Orano’s mining concession, bought cheaply and tied to some aid, mostly in the form of loans to the country, has depleted the region’s water resources – few local people have running water – producing millions of tonnes of radioactive waste and left Niger at the bottom of the global wealth classification. More than 10 million of Niger’s 24 million people live in extreme poverty, while around 17 percent of the country’s population is in need of humanitarian assistance. The Nigerien government’s annual budget generally represents a fraction of Orano’s annual revenues.
The imperialists’ “war on terror” is a fraud. The US, UK, France and NATO have used these same groups to wage their proxy wars in Libya and especially Syria. After fighting in the NATO-led war against Libya in 2011, Al-Qaeda and other Islamist groups took refuge in countries in the Sahel region. Using these wars as a pretext, imperialist powers like France, America and Germany plundered Africa’s richest resources. In October 2021, Malian Prime Minister Choguel Kokalla Maïga accused the French government of secretly arming Islamist terrorists to fuel conflict in the country and justify French military occupation.

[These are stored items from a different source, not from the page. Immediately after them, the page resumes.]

use anyhow::{anyhow, Context, Result};
use riscv_toolchain_core::ToolchainProfile;
use std::ffi::OsString;
use std::fs;
use std::path::{Path, PathBuf};

pub fn resolve_source(
    explicit: Option<&Path>,
    exe_dir: &Path,
    profile: &ToolchainProfile,
) -> Result<PathBuf> {
    if let Some(source) = explicit {
        return absolute_path(source);
    }

    let local_dir = exe_dir.join(&profile.root_dir_name);
    if local_dir.is_dir() {
        return Ok(local_dir);
    }

    let local_archive = exe_dir.join(&profile.archive_name);
    if local_archive.is_file() {
        return Ok(local_archive);
    }

    Err(anyhow!(
        "no source specified and no default source found next to installer (looked for {} and {})",
        local_dir.display(),
        local_archive.display()
    ))
}

pub fn resolve_target(explicit: Option<&Path>, profile: &ToolchainProfile) -> Result<PathBuf> {
    match explicit {
        Some(target) => absolute_path(target),
        None => default_install_root(profile),
    }
}

pub fn default_install_root(profile: &ToolchainProfile) -> Result<PathBuf> {
    project_default_install_root(profile, cfg!(windows), |name| std::env::var_os(name))
}

pub(crate) fn project_default_install_root<Lookup>(
    profile: &ToolchainProfile,
    windows: bool,
    lookup: Lookup,
) -> Result<PathBuf>
where
    Lookup: Fn(&str) -> Option<OsString>,
{
    if windows {
        let local_app_data = non_empty_var(&lookup, "LOCALAPPDATA")
            .context("LOCALAPPDATA is not set; cannot resolve default install root")?;
        return Ok(PathBuf::from(local_app_data)
            .join("Programs")
            .join(&profile.install_dir_name));
    }

    let home = non_empty_var(&lookup, "HOME")
        .context("HOME is not set; cannot resolve default install root")?;
    Ok(PathBuf::from(home)
        .join(".local")
        .join(&profile.install_dir_name))
}

/// Directory holding the running installer; default sources are looked up here.
pub fn installer_dir() -> Result<PathBuf> {
    let exe = std::env::current_exe().context("failed to locate the running installer")?;
    exe.parent()
        .map(Path::to_path_buf)
        .ok_or_else(|| anyhow!("installer path has no parent: {}", exe.display()))
}

pub(crate) fn absolute_path(path: &Path) -> Result<PathBuf> {
    std::path::absolute(path)
        .with_context(|| format!("failed to resolve absolute path: {}", path.display()))
}

/// Fails when the install root and the staged source root are the same directory or
/// one lies inside the other. Replacing the target would otherwise delete the source
/// or copy it into itself.
pub(crate) fn ensure_disjoint_roots(source_root: &Path, target: &Path) -> Result<()> {
    let source = resolve_existing_prefix(source_root)?;
    let resolved_target = resolve_existing_prefix(target)?;

    if resolved_target == source {
        return Err(anyhow!(
            "install target {} is the source directory",
            target.display()
        ));
    }
    if resolved_target.starts_with(&source) {
        return Err(anyhow!(
            "install target {} is inside the source directory {}",
            target.display(),
            source_root.display()
        ));
    }
    if source.starts_with(&resolved_target) {
        return Err(anyhow!(
            "install target {} contains the source directory {}",
            target.display(),
            source_root.display()
        ));
    }
    Ok(())
}

/// Absolute form of `path` with its longest existing ancestor canonicalized, so paths
/// that do not exist yet still compare against resolved ones.
fn resolve_existing_prefix(path: &Path) -> Result<PathBuf> {
    let absolute = absolute_path(path)?;
    let mut existing = absolute.as_path();
    let mut missing = Vec::new();

    loop {
        if let Ok(resolved) = fs::canonicalize(existing) {
            return Ok(missing
                .iter()
                .rev()
                .fold(resolved, |acc: PathBuf, part| acc.join(part)));
        }
        let (Some(name), Some(parent)) = (existing.file_name(), existing.parent()) else {
            return Ok(absolute.clone());
        };
        missing.push(name);
        existing = parent;
    }
}

fn non_empty_var<Lookup>(lookup: &Lookup, name: &str) -> Option<OsString>
where
    Lookup: Fn(&str) -> Option<OsString>,
{
    lookup(name).filter(|value| !value.is_empty())
}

The worsening bloodshed in the region, which includes many of the world’s poorest countries, is the result of more than 10 years of French-led neo-colonial warfare in the Sahel region. Violence has resurfaced in Mali, Niger, Burkina Faso and other countries. The imperialists are using divide and rule policies to maintain control over the region characterized by multiple ethnic and tribal groups, causing ethnic riots and bloody massacres in the region.
Niger’s ongoing conflict of kidnappings, killings, robberies and threats had displaced nearly 380,000 people by the end of March, while the country hosts more than 700,000 refugees and asylum seekers, mostly from neighboring Mali and Nigeria. . Niger is also a transit route for migrants from sub-Saharan Africa heading to northern Europe to escape conflict and poverty.